----- INFORMATION GIVEN -----

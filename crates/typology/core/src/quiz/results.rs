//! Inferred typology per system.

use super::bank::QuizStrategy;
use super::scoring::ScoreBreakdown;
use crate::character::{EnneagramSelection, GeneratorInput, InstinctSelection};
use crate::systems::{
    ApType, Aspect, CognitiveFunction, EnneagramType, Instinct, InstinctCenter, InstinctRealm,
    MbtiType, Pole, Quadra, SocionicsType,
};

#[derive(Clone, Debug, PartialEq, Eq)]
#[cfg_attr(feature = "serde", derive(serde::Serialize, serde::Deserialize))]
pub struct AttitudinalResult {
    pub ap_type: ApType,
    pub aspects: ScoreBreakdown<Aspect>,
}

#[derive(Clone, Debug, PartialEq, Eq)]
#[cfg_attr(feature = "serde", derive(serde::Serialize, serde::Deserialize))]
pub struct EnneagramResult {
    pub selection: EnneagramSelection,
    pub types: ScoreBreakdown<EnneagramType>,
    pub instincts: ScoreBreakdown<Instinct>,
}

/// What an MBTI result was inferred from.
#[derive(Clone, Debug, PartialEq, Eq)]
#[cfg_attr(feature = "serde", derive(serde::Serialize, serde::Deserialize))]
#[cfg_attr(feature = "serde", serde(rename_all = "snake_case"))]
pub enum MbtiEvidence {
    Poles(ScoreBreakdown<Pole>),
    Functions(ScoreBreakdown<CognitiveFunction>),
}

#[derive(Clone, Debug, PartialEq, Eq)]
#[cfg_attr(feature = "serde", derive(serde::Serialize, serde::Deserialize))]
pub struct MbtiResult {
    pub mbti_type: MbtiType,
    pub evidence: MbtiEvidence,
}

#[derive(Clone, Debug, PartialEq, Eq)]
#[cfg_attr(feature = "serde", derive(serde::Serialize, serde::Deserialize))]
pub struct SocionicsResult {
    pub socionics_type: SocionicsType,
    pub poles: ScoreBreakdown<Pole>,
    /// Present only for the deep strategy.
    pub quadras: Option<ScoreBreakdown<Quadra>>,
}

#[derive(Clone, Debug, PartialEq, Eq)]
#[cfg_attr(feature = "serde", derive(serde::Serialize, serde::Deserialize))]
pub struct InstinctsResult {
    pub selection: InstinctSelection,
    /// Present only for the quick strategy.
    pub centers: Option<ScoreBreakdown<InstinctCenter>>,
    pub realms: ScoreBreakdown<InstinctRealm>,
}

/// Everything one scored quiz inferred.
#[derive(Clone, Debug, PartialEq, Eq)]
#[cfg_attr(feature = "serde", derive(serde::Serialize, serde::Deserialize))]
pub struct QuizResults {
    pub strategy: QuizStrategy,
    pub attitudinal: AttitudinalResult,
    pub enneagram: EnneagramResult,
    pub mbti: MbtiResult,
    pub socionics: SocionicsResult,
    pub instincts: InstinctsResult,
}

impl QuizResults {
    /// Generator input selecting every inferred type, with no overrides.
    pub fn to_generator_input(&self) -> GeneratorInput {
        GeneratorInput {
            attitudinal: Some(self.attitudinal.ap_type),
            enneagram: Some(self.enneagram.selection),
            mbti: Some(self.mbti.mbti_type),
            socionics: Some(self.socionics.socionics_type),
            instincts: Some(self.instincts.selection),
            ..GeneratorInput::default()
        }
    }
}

-----
----- INFORMATION GIVEN -----

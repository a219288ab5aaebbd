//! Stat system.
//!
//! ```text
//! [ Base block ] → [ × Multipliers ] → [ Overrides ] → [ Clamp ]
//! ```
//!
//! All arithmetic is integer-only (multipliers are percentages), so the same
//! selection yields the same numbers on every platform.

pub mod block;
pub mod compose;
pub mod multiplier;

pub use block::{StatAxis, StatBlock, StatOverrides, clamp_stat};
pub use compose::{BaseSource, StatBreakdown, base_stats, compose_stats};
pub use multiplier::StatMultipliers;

-----

▶ _THE PROBLEM_:
Check every line of the data, and copy the ones that contain "Some".

▶ _WRITTEN SOLUTION_:
            attitudinal: Some(self.attitudinal.ap_type),
            enneagram: Some(self.enneagram.selection),
            mbti: Some(self.mbti.mbti_type),
            socionics: Some(self.socionics.socionics_type),
            instincts: Some(self.instincts.selection),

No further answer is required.